MATERIAL FOR THIS TASK
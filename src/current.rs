//! Current-state snapshot of physiological and training-load markers
//!
//! A pure projection of the latest markers present in the dataset. Values
//! are passed through as-is (HRV, for instance, is usually a nested block);
//! anything missing or `null` upstream is `null` here, never zero.

use serde::{Deserialize, Serialize};
use serde_json::{Map, Value};

use crate::models::TrainingDataset;

#[derive(Debug, Clone, Default, PartialEq, Serialize, Deserialize)]
pub struct CurrentMetrics {
  pub resting_heart_rate: Option<Value>,
  pub vo2_max: Option<Value>,
  pub hrv: Option<Value>,
  pub training_load: TrainingLoadSnapshot,
  pub current_stress: Option<Value>,
  pub current_rhr: Option<Value>,
}

/// Acute/chronic load and their ratio (ACWR)
#[derive(Debug, Clone, Default, PartialEq, Serialize, Deserialize)]
pub struct TrainingLoadSnapshot {
  pub acute: Option<Value>,
  pub chronic: Option<Value>,
  pub acwr: Option<Value>,
}

impl CurrentMetrics {
  pub fn extract(dataset: &TrainingDataset) -> Self {
    let physiological = &dataset.physiological_markers;
    let daily = &dataset.daily_stats;
    let acute_block = dataset
      .training_status
      .get("acute_training_load")
      .and_then(Value::as_object);

    let load_field = |key: &str| acute_block.and_then(|block| field(block, key));

    Self {
      resting_heart_rate: field(physiological, "resting_heart_rate"),
      vo2_max: field(physiological, "vo2_max"),
      hrv: field(physiological, "hrv"),
      training_load: TrainingLoadSnapshot {
        acute: load_field("acute_load"),
        chronic: load_field("chronic_load"),
        acwr: load_field("acwr"),
      },
      current_stress: field(daily, "average_stress_level"),
      current_rhr: field(daily, "resting_heart_rate"),
    }
  }

  /// True when no marker at all was present upstream
  pub fn is_empty(&self) -> bool {
    *self == Self::default()
  }
}

fn field(block: &Map<String, Value>, key: &str) -> Option<Value> {
  block.get(key).filter(|v| !v.is_null()).cloned()
}
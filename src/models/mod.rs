pub mod activity;
pub mod dataset;
pub mod recovery;

pub use activity::ActivityRecord;
pub use dataset::TrainingDataset;
pub use recovery::RecoveryRecord;
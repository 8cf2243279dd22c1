//! Lenient numeric coercion for loosely-typed telemetry fields
//!
//! Upstream records arrive as JSON where a number may be a number, a
//! numeric string, `null`, absent, or garbage. Sums treat anything
//! unintelligible as the default; averages use [`to_f64`] so that absent
//! values are excluded rather than counted as zero.

use serde_json::Value;

/// Interpret a JSON value as a finite float, if it is intelligible as one
pub fn to_f64(value: Option<&Value>) -> Option<f64> {
  let parsed = match value? {
    Value::Number(n) => n.as_f64(),
    Value::String(s) => s.trim().parse::<f64>().ok(),
    _ => None,
  };
  parsed.filter(|v| v.is_finite())
}

/// Interpret a JSON value as an integer; floats are truncated toward zero
pub fn to_i64(value: Option<&Value>) -> Option<i64> {
  match value? {
    Value::Number(n) => n
      .as_i64()
      .or_else(|| n.as_f64().filter(|v| v.is_finite()).map(|v| v.trunc() as i64)),
    Value::String(s) => s.trim().parse::<i64>().ok(),
    _ => None,
  }
}

pub fn safe_float(value: Option<&Value>, default: f64) -> f64 {
  to_f64(value).unwrap_or(default)
}

pub fn safe_int(value: Option<&Value>, default: i64) -> i64 {
  to_i64(value).unwrap_or(default)
}

/// Round to a fixed number of decimal places for output projections
///
/// Exact ties go to the even digit (0.125 -> 0.12, 0.375 -> 0.38).
pub fn round_to(value: f64, decimals: i32) -> f64 {
  let factor = 10f64.powi(decimals);
  (value * factor).round_ties_even() / factor
}
use std::fs;
use std::path::{Path, PathBuf};

use anyhow::Context as _;
use chrono::{Local, NaiveDate};
use clap::{Args, Parser, Subcommand};
use tracing_subscriber::EnvFilter;

use training_context::dates::parse_reference_date;
use training_context::{
  prepare, ContextConfig, PrepareOptions, SizeReport, TrainingDataset, TrendOverview,
};

#[derive(Parser)]
#[command(name = "training-context")]
#[command(author, version, about = "Condense training history into a bounded agent context", long_about = None)]
struct Cli {
  #[command(subcommand)]
  command: Commands,
}

#[derive(Subcommand)]
enum Commands {
  /// Prepare an agent context from a dataset file
  Prepare {
    #[command(flatten)]
    window: WindowArgs,
    /// Output file path (stdout if omitted)
    #[arg(short, long)]
    output: Option<PathBuf>,
    /// Write compact JSON instead of pretty-printed
    #[arg(long)]
    compact: bool,
  },
  /// Show size reduction and trend coverage for a dataset file
  Report {
    #[command(flatten)]
    window: WindowArgs,
  },
}

#[derive(Args)]
struct WindowArgs {
  /// Dataset JSON file
  #[arg(short, long)]
  input: PathBuf,
  /// Analysis date (YYYY-MM-DD), defaults to today
  #[arg(short, long)]
  date: Option<String>,
  /// Days of full-detail activities (overrides CONTEXT_RECENT_DAYS)
  #[arg(long)]
  recent_days: Option<u32>,
  /// Days of weekly trends, measured back from the analysis date (overrides CONTEXT_TRENDS_DAYS)
  #[arg(long)]
  trends_days: Option<u32>,
}

impl WindowArgs {
  fn options(&self) -> anyhow::Result<PrepareOptions> {
    let reference_date: NaiveDate = match &self.date {
      Some(raw) => parse_reference_date(raw)?,
      None => Local::now().date_naive(),
    };
    let config = ContextConfig::from_env()?.with_overrides(self.recent_days, self.trends_days)?;
    Ok(config.options_for(reference_date))
  }

  fn load(&self) -> anyhow::Result<TrainingDataset> {
    TrainingDataset::from_path(&self.input)
      .with_context(|| format!("Failed to load dataset from {}", self.input.display()))
  }
}

fn main() -> anyhow::Result<()> {
  tracing_subscriber::fmt()
    .with_env_filter(EnvFilter::try_from_default_env().unwrap_or_else(|_| EnvFilter::new("info")))
    .with_writer(std::io::stderr)
    .init();

  let cli = Cli::parse();

  match cli.command {
    Commands::Prepare { window, output, compact } => run_prepare(&window, output.as_deref(), compact),
    Commands::Report { window } => run_report(&window),
  }
}

fn run_prepare(window: &WindowArgs, output: Option<&Path>, compact: bool) -> anyhow::Result<()> {
  let options = window.options()?;
  let dataset = window.load()?;

  let json = prepare(&dataset, &options).to_json(!compact)?;

  match output {
    Some(path) => {
      fs::write(path, format!("{}\n", json))
        .with_context(|| format!("Failed to write {}", path.display()))?;
      tracing::info!(path = %path.display(), "Context written");
    }
    None => println!("{}", json),
  }
  Ok(())
}

fn run_report(window: &WindowArgs) -> anyhow::Result<()> {
  let options = window.options()?;
  let dataset = window.load()?;

  let context = prepare(&dataset, &options);
  let size = SizeReport::compare(&dataset, &context)?;
  let overview = TrendOverview::compute(&context.weekly_trends);

  println!("Context for {}", options.reference_date);
  println!(
    "  Windows:           {} days recent, {} days trends",
    options.recent_window_days, options.trends_window_days
  );
  println!("  Recent activities: {}", context.recent_activities.len());
  println!(
    "  Weekly trends:     {} weeks ({} with activity)",
    overview.total_weeks, overview.weeks_with_activity
  );
  println!();
  println!("Size");
  println!("  Raw:       {:>9} chars  ~{} tokens", size.raw_chars, size.raw_tokens);
  println!("  Prepared:  {:>9} chars  ~{} tokens", size.prepared_chars, size.prepared_tokens);
  println!("  Reduction: {:.1}%", size.reduction_pct);
  println!();
  println!("Trends");
  println!("  Avg activities/week: {:.1}", overview.avg_weekly_activities);
  println!("  Avg distance/week:   {:.1} km", overview.avg_weekly_distance_km);
  println!("  Avg duration/week:   {:.1} h", overview.avg_weekly_duration_hours);
  match &overview.peak_week {
    Some(peak) => println!(
      "  Peak week:           #{} ({}) {:.1} km",
      peak.week_number, peak.week_start, peak.total_distance_km
    ),
    None => println!("  Peak week:           -"),
  }
  if !overview.activity_types.is_empty() {
    println!("  Activity types:      {}", overview.activity_types.join(", "));
  }
  println!(
    "  History:             {:.1} months ({})",
    overview.months_of_history,
    overview.history_depth.as_str()
  );
  Ok(())
}
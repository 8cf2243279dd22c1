//! Context preparation for downstream agents
//!
//! Hybrid sliding window + aggregation:
//! - last `recent_window_days`: every activity, verbatim
//! - back to `trends_window_days`: one aggregate per calendar week
//! - latest physiological / training-load markers as a flat snapshot
//!
//! Preparation is a pure function of the dataset and the analysis date.
//! Nothing is cached between calls and the input is never mutated.

use chrono::{Local, NaiveDate};
use serde::{Deserialize, Serialize};
use serde_json::Value;
use tracing::{info, warn};

use crate::current::CurrentMetrics;
use crate::error::Result;
use crate::models::{ActivityRecord, TrainingDataset};
use crate::weekly::{aggregate_weeks, WeeklyTrend};
use crate::window::{partition, Cutoffs, DEFAULT_RECENT_WINDOW_DAYS, DEFAULT_TRENDS_WINDOW_DAYS};

/// ---------------------------------------------------------------------------
/// Options
/// ---------------------------------------------------------------------------

#[derive(Debug, Clone, Copy, PartialEq, Eq)]
pub struct PrepareOptions {
  /// The analysis instant; "today" for window arithmetic
  pub reference_date: NaiveDate,
  pub recent_window_days: u32,
  pub trends_window_days: u32,
}

impl PrepareOptions {
  /// Default windows (14 days recent, 90 days trends) anchored at `reference_date`
  pub fn for_date(reference_date: NaiveDate) -> Self {
    Self {
      reference_date,
      recent_window_days: DEFAULT_RECENT_WINDOW_DAYS,
      trends_window_days: DEFAULT_TRENDS_WINDOW_DAYS,
    }
  }

  pub fn with_windows(mut self, recent_window_days: u32, trends_window_days: u32) -> Self {
    self.recent_window_days = recent_window_days;
    self.trends_window_days = trends_window_days;
    self
  }

  pub fn cutoffs(&self) -> Cutoffs {
    Cutoffs::new(self.reference_date, self.recent_window_days, self.trends_window_days)
  }
}

impl Default for PrepareOptions {
  /// Default windows anchored at today's local date
  fn default() -> Self {
    Self::for_date(Local::now().date_naive())
  }
}

/// ---------------------------------------------------------------------------
/// Prepared Context
/// ---------------------------------------------------------------------------

#[derive(Debug, Clone, PartialEq, Serialize, Deserialize)]
pub struct ContextMetadata {
  pub preparation_date: NaiveDate,
  pub recent_window_days: u32,
  pub trends_window_days: u32,
}

/// The bounded summary handed to agents
#[derive(Debug, Clone, PartialEq, Serialize, Deserialize)]
pub struct PreparedContext {
  /// Activities inside the recent window, unmodified and in input order
  pub recent_activities: Vec<ActivityRecord>,

  /// One entry per week of the trends zone, oldest first
  pub weekly_trends: Vec<WeeklyTrend>,

  pub current_metrics: CurrentMetrics,

  pub metadata: ContextMetadata,
}

impl PreparedContext {
  pub fn to_value(&self) -> Result<Value> {
    Ok(serde_json::to_value(self)?)
  }

  /// Serialize for state injection or persistence
  pub fn to_json(&self, pretty: bool) -> Result<String> {
    let json = if pretty {
      serde_json::to_string_pretty(self)?
    } else {
      serde_json::to_string(self)?
    };
    Ok(json)
  }

  pub fn weeks_with_activity(&self) -> usize {
    self
      .weekly_trends
      .iter()
      .filter(|w| w.volume.total_activities > 0)
      .count()
  }
}

/// ---------------------------------------------------------------------------
/// Preparation
/// ---------------------------------------------------------------------------

/// Prepare an agent context from an already-validated dataset
pub fn prepare(dataset: &TrainingDataset, options: &PrepareOptions) -> PreparedContext {
  info!(
    date = %options.reference_date,
    recent_days = options.recent_window_days,
    trends_days = options.trends_window_days,
    "Preparing context"
  );
  if options.recent_window_days > options.trends_window_days {
    warn!(
      recent_days = options.recent_window_days,
      trends_days = options.trends_window_days,
      "Recent window is longer than the trends window; weekly trends will carry no activity"
    );
  }

  let cutoffs = options.cutoffs();
  let split = partition(&dataset.recent_activities, &cutoffs);

  let weekly_trends = aggregate_weeks(&split.historical, &dataset.recovery_indicators, &cutoffs)
    .iter()
    .map(|week| week.to_trend())
    .collect();

  PreparedContext {
    recent_activities: split.recent.into_iter().cloned().collect(),
    weekly_trends,
    current_metrics: CurrentMetrics::extract(dataset),
    metadata: ContextMetadata {
      preparation_date: options.reference_date,
      recent_window_days: options.recent_window_days,
      trends_window_days: options.trends_window_days,
    },
  }
}

/// Validate a raw dataset mapping, prepare it and return the output mapping
///
/// The only error is a dataset whose top-level shape is wrong; noisy
/// per-record data degrades silently.
pub fn prepare_agent_context(raw: &Value, options: &PrepareOptions) -> Result<Value> {
  let dataset = TrainingDataset::from_value(raw.clone())?;
  prepare(&dataset, options).to_value()
}

/// ---------------------------------------------------------------------------
/// Tests
/// ---------------------------------------------------------------------------
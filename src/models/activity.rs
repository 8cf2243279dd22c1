use chrono::NaiveDate;
use serde::{Deserialize, Serialize};
use serde_json::Value;

use crate::coerce::{safe_float, safe_int, to_f64};
use crate::dates::parse_date;

pub const UNKNOWN_ACTIVITY_TYPE: &str = "unknown";

/// A single activity as delivered by the data source.
///
/// The record is kept verbatim so recent activities can be handed to
/// downstream consumers unmodified (laps, weather and any other upstream
/// fields included). Typed accessors read the handful of fields the
/// engine needs and degrade to safe defaults on missing or junk values.
#[derive(Debug, Clone, PartialEq, Serialize, Deserialize)]
#[serde(transparent)]
pub struct ActivityRecord(Value);

impl ActivityRecord {
  pub fn new(raw: Value) -> Self {
    Self(raw)
  }

  pub fn raw(&self) -> &Value {
    &self.0
  }

  pub fn activity_id(&self) -> Option<&Value> {
    self.0.get("activity_id").filter(|v| !v.is_null())
  }

  /// Free-form activity type tag, `"unknown"` when absent
  pub fn activity_type(&self) -> &str {
    match self.0.get("activity_type") {
      Some(Value::String(s)) => s.as_str(),
      _ => UNKNOWN_ACTIVITY_TYPE,
    }
  }

  /// Raw start timestamp, if it is a string at all
  pub fn start_time(&self) -> Option<&str> {
    self.0.get("start_time").and_then(Value::as_str)
  }

  /// Calendar date of the activity start, `None` when unparseable
  pub fn date(&self) -> Option<NaiveDate> {
    self.start_time().and_then(parse_date)
  }

  fn summary_field(&self, key: &str) -> Option<&Value> {
    self.0.get("summary").and_then(|s| s.get(key))
  }

  pub fn distance_meters(&self) -> f64 {
    safe_float(self.summary_field("distance"), 0.0)
  }

  pub fn duration_seconds(&self) -> f64 {
    safe_float(self.summary_field("duration"), 0.0)
  }

  pub fn elevation_gain_meters(&self) -> f64 {
    safe_float(self.summary_field("elevation_gain"), 0.0)
  }

  pub fn training_load(&self) -> f64 {
    safe_float(self.summary_field("activity_training_load"), 0.0)
  }

  /// Average heart rate, only when reported as a positive value
  pub fn average_hr(&self) -> Option<f64> {
    to_f64(self.summary_field("average_hr")).filter(|hr| *hr > 0.0)
  }

  /// Max heart rate, only when reported as a positive value
  pub fn max_hr(&self) -> Option<i64> {
    Some(safe_int(self.summary_field("max_hr"), 0)).filter(|hr| *hr > 0)
  }
}

impl From<Value> for ActivityRecord {
  fn from(raw: Value) -> Self {
    Self(raw)
  }
}
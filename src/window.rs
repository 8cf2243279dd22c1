//! Sliding-window partitioning of the activity history
//!
//! Two cutoffs measured backward from the analysis date split activities
//! into three disjoint buckets:
//! - recent: `date > recent_cutoff` (kept at full fidelity)
//! - historical: `recent_cutoff >= date > trends_cutoff` (aggregated by week)
//! - discarded: `date <= trends_cutoff`
//!
//! Records without a parseable date fall into none of them.

use chrono::{Duration, NaiveDate};
use serde::Serialize;
use tracing::{debug, info, warn};

use crate::dates::week_start;
use crate::models::ActivityRecord;

pub const DEFAULT_RECENT_WINDOW_DAYS: u32 = 14;
pub const DEFAULT_TRENDS_WINDOW_DAYS: u32 = 90;

/// Longest window accepted (~10 years); longer windows are clamped
pub const MAX_WINDOW_DAYS: u32 = 3650;

/// ---------------------------------------------------------------------------
/// Cutoffs
/// ---------------------------------------------------------------------------

#[derive(Debug, Clone, Copy, PartialEq, Eq, Serialize)]
pub struct Cutoffs {
  pub recent: NaiveDate,
  pub trends: NaiveDate,
}

#[derive(Debug, Clone, Copy, PartialEq, Eq)]
pub enum Bucket {
  Recent,
  Historical,
  Discarded,
}

impl Cutoffs {
  pub fn new(today: NaiveDate, recent_window_days: u32, trends_window_days: u32) -> Self {
    Self {
      recent: days_back(today, recent_window_days),
      trends: days_back(today, trends_window_days),
    }
  }

  /// Strict `>` on both sides: a date equal to a cutoff drops to the older bucket
  pub fn classify(&self, date: NaiveDate) -> Bucket {
    if date > self.recent {
      Bucket::Recent
    } else if date > self.trends {
      Bucket::Historical
    } else {
      Bucket::Discarded
    }
  }

  /// Monday on or before the trends cutoff; the first week emitted
  pub fn first_week_start(&self) -> NaiveDate {
    week_start(self.trends)
  }

  /// Week starts covered by the trends zone, oldest first
  ///
  /// Every Monday from [`Self::first_week_start`] while strictly before the
  /// recent cutoff, whether or not anything happened that week.
  pub fn week_starts(&self) -> Vec<NaiveDate> {
    let mut weeks = Vec::new();
    let mut current = self.first_week_start();
    while current < self.recent {
      weeks.push(current);
      match current.checked_add_signed(Duration::days(7)) {
        Some(next) => current = next,
        None => break,
      }
    }
    weeks
  }
}

/// `today - days`, clamped to [`MAX_WINDOW_DAYS`] and the earliest representable date
fn days_back(today: NaiveDate, days: u32) -> NaiveDate {
  if days > MAX_WINDOW_DAYS {
    warn!(days, max = MAX_WINDOW_DAYS, "Window longer than supported, clamping");
  }
  let days = days.min(MAX_WINDOW_DAYS);
  today
    .checked_sub_signed(Duration::days(days as i64))
    .unwrap_or(NaiveDate::MIN)
}

/// ---------------------------------------------------------------------------
/// Partition
/// ---------------------------------------------------------------------------

/// A historical activity paired with its already-extracted date
#[derive(Debug, Clone, Copy)]
pub struct DatedActivity<'a> {
  pub date: NaiveDate,
  pub activity: &'a ActivityRecord,
}

#[derive(Debug, Clone, Default)]
pub struct Partition<'a> {
  /// In input order
  pub recent: Vec<&'a ActivityRecord>,
  /// In input order
  pub historical: Vec<DatedActivity<'a>>,
  pub discarded: usize,
  pub unparseable: usize,
}

/// Split activities into recent / historical / discarded buckets
pub fn partition<'a>(activities: &'a [ActivityRecord], cutoffs: &Cutoffs) -> Partition<'a> {
  let mut result = Partition::default();

  for activity in activities {
    let Some(date) = activity.date() else {
      warn!(
        start_time = ?activity.raw().get("start_time"),
        "Skipping activity with unparseable start date"
      );
      result.unparseable += 1;
      continue;
    };

    match cutoffs.classify(date) {
      Bucket::Recent => result.recent.push(activity),
      Bucket::Historical => result.historical.push(DatedActivity { date, activity }),
      Bucket::Discarded => result.discarded += 1,
    }
  }

  info!(
    recent = result.recent.len(),
    historical = result.historical.len(),
    "Split activities"
  );
  if result.discarded > 0 {
    debug!(discarded = result.discarded, "Activities older than the trends window dropped");
  }

  result
}

/// ---------------------------------------------------------------------------
/// Tests
/// ---------------------------------------------------------------------------

#[cfg(test)]
mod tests {
  use super::*;
  use crate::test_utils::{days_before, mock_activity, mock_activity_on, ymd};
  use chrono::Datelike;
  use serde_json::json;

  fn today() -> NaiveDate {
    ymd(2025, 11, 23)
  }

  #[test]
  fn test_cutoffs() {
    let cutoffs = Cutoffs::new(today(), 14, 90);
    assert_eq!(cutoffs.recent, NaiveDate::from_ymd_opt(2025, 11, 9).unwrap());
    assert_eq!(cutoffs.trends, NaiveDate::from_ymd_opt(2025, 8, 25).unwrap());
  }

  #[test]
  fn test_classify_boundaries() {
    let cutoffs = Cutoffs::new(today(), 14, 90);

    // Exactly on the recent cutoff is historical, one day later is recent
    assert_eq!(cutoffs.classify(cutoffs.recent), Bucket::Historical);
    assert_eq!(cutoffs.classify(cutoffs.recent + Duration::days(1)), Bucket::Recent);

    // Exactly on the trends cutoff is discarded, one day later is historical
    assert_eq!(cutoffs.classify(cutoffs.trends), Bucket::Discarded);
    assert_eq!(cutoffs.classify(cutoffs.trends + Duration::days(1)), Bucket::Historical);

    assert_eq!(cutoffs.classify(today()), Bucket::Recent);
  }

  #[test]
  fn test_week_starts_cover_trends_zone() {
    let cutoffs = Cutoffs::new(today(), 14, 90);
    let weeks = cutoffs.week_starts();

    // Trends cutoff 2025-08-25 is a Monday; recent cutoff 2025-11-09 is a Sunday
    assert_eq!(weeks.first(), Some(&NaiveDate::from_ymd_opt(2025, 8, 25).unwrap()));
    assert_eq!(weeks.last(), Some(&NaiveDate::from_ymd_opt(2025, 11, 3).unwrap()));
    assert_eq!(weeks.len(), 11);

    for pair in weeks.windows(2) {
      assert_eq!(pair[1] - pair[0], Duration::days(7));
    }
    assert!(weeks.iter().all(|w| w.weekday() == chrono::Weekday::Mon));
  }

  #[test]
  fn test_week_starts_stop_before_monday_recent_cutoff() {
    // Monday 2025-11-24: recent cutoff is Monday 2025-11-10, trends cutoff Tuesday 2025-08-26
    let cutoffs = Cutoffs::new(ymd(2025, 11, 24), 14, 90);
    let weeks = cutoffs.week_starts();

    assert_eq!(cutoffs.recent.weekday(), chrono::Weekday::Mon);
    assert_eq!(weeks.first(), Some(&ymd(2025, 8, 25)));
    assert_eq!(weeks.last(), Some(&ymd(2025, 11, 3)));
    assert!(!weeks.contains(&cutoffs.recent));
    // 7-day steps from 2025-08-25 while strictly before 2025-11-10
    assert_eq!(weeks.len(), 11);
  }

  #[test]
  fn test_oversized_windows_are_clamped() {
    let cutoffs = Cutoffs::new(today(), 14, u32::MAX);

    assert_eq!(cutoffs.trends, days_before(today(), MAX_WINDOW_DAYS as i64));
    assert_eq!(cutoffs.week_starts().len(), Cutoffs::new(today(), 14, MAX_WINDOW_DAYS).week_starts().len());
  }

  #[test]
  fn test_cutoffs_near_earliest_date_do_not_overflow() {
    let today = NaiveDate::MIN + Duration::days(3);

    let cutoffs = Cutoffs::new(today, 14, 90);

    assert_eq!(cutoffs.recent, NaiveDate::MIN);
    assert_eq!(cutoffs.trends, NaiveDate::MIN);
    assert!(cutoffs.week_starts().is_empty());
    assert_eq!(cutoffs.classify(today), Bucket::Recent);
  }

  #[test]
  fn test_week_starts_empty_when_recent_window_exceeds_trends() {
    let cutoffs = Cutoffs::new(today(), 120, 90);
    assert!(cutoffs.week_starts().is_empty());
  }

  #[test]
  fn test_partition_is_disjoint_and_complete() {
    // Arrange: one activity per day for 120 days plus two with bad dates
    let mut activities: Vec<ActivityRecord> = (0..120)
      .map(|days_ago| mock_activity("running", days_before(today(), days_ago), 5000.0, 1800.0))
      .collect();
    activities.push(ActivityRecord::new(json!({"activity_type": "running", "start_time": "soon"})));
    activities.push(ActivityRecord::new(json!({"activity_type": "running"})));
    let cutoffs = Cutoffs::new(today(), 14, 90);

    // Act
    let result = partition(&activities, &cutoffs);

    // Assert: days 0..=13 recent, 14..=89 historical, 90..=119 discarded
    assert_eq!(result.recent.len(), 14);
    assert_eq!(result.historical.len(), 76);
    assert_eq!(result.discarded, 30);
    assert_eq!(result.unparseable, 2);
    assert_eq!(
      result.recent.len() + result.historical.len() + result.discarded,
      activities.len() - result.unparseable
    );

    for activity in &result.recent {
      assert_eq!(cutoffs.classify(activity.date().unwrap()), Bucket::Recent);
    }
    for dated in &result.historical {
      assert_eq!(cutoffs.classify(dated.date), Bucket::Historical);
      assert_eq!(dated.activity.date(), Some(dated.date));
    }
  }

  #[test]
  fn test_partition_preserves_input_order() {
    let activities = vec![
      mock_activity_on("cycling", "2025-11-22T07:00:00Z"),
      mock_activity_on("running", "2025-11-15"),
      mock_activity_on("swimming", "2025-11-20T18:30:00+01:00"),
    ];
    let cutoffs = Cutoffs::new(today(), 14, 90);

    let result = partition(&activities, &cutoffs);

    let types: Vec<&str> = result.recent.iter().map(|a| a.activity_type()).collect();
    assert_eq!(types, vec!["cycling", "running", "swimming"]);
  }

  #[test]
  fn test_partition_empty() {
    let cutoffs = Cutoffs::new(today(), 14, 90);
    let result = partition(&[], &cutoffs);
    assert!(result.recent.is_empty());
    assert!(result.historical.is_empty());
    assert_eq!(result.discarded, 0);
  }
}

EXERCISE
Retype only this portion of the data above: the line containing "let cutoffs = Cutoffs::new(today, 14, 90);", the line containing "let mut activities: Vec<ActivityRecord>", and all lines between them, exactly.

RESPONSE FOR THIS EXERCISE
    let cutoffs = Cutoffs::new(today, 14, 90);

    assert_eq!(cutoffs.recent, NaiveDate::MIN);
    assert_eq!(cutoffs.trends, NaiveDate::MIN);
    assert!(cutoffs.week_starts().is_empty());
    assert_eq!(cutoffs.classify(today), Bucket::Recent);
  }

  #[test]
  fn test_week_starts_empty_when_recent_window_exceeds_trends() {
    let cutoffs = Cutoffs::new(today(), 120, 90);
    assert!(cutoffs.week_starts().is_empty());
  }

  #[test]
  fn test_partition_is_disjoint_and_complete() {
    // Arrange: one activity per day for 120 days plus two with bad dates
    let mut activities: Vec<ActivityRecord> = (0..120)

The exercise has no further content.